= Beginning of Section =

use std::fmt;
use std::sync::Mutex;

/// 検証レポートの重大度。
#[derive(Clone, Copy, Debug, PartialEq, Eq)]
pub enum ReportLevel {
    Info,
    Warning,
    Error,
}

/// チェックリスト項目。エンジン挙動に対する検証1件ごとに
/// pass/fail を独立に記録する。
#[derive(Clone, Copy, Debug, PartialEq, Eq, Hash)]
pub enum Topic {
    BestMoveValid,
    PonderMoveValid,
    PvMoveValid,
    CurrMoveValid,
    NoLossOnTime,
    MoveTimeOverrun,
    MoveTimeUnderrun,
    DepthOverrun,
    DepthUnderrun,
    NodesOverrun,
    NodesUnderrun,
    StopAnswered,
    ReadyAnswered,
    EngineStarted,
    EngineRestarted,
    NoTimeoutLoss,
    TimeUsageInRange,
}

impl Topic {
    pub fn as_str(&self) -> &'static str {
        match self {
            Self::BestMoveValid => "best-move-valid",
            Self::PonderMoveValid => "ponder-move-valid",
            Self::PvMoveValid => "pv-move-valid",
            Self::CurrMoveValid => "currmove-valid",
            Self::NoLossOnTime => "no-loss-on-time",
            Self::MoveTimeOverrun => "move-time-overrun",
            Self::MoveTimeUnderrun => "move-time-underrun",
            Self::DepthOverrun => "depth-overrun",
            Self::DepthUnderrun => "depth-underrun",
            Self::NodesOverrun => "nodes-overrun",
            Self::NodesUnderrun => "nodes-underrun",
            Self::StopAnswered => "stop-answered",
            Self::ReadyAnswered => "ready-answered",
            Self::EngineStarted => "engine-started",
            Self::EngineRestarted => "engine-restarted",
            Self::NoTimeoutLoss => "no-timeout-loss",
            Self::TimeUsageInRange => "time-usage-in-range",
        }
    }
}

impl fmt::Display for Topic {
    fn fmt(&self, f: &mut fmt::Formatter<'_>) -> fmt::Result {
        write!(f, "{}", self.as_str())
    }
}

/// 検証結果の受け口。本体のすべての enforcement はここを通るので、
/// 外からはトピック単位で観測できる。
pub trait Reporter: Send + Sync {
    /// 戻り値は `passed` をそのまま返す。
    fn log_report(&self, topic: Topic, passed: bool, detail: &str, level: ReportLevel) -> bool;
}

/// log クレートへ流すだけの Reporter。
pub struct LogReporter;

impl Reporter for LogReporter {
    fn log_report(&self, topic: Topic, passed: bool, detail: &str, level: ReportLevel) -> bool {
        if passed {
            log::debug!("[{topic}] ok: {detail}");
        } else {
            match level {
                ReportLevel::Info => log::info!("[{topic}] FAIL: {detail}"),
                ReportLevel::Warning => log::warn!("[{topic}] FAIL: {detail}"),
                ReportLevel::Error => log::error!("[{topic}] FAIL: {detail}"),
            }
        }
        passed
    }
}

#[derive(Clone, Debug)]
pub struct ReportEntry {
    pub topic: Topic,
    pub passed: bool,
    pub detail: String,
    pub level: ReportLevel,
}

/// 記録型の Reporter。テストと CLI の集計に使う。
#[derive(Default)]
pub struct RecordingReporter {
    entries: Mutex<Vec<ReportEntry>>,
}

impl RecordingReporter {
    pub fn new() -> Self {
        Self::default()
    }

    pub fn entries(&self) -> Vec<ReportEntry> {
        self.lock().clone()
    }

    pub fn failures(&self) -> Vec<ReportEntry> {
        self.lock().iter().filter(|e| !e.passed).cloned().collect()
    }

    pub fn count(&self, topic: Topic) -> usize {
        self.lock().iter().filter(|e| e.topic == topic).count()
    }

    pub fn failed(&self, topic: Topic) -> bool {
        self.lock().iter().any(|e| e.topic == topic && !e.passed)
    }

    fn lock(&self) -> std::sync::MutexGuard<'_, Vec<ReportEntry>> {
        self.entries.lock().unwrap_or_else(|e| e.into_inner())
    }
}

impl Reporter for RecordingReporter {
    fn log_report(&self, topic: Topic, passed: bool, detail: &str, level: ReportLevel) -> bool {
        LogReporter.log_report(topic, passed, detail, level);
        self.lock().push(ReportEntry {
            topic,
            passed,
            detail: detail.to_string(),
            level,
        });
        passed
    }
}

= End of Section =

• **WORK TO COMPLETE**
In the material above, tally each line where "Info" appears, and respond with only the tally.

• **ANSWER BELOW**
2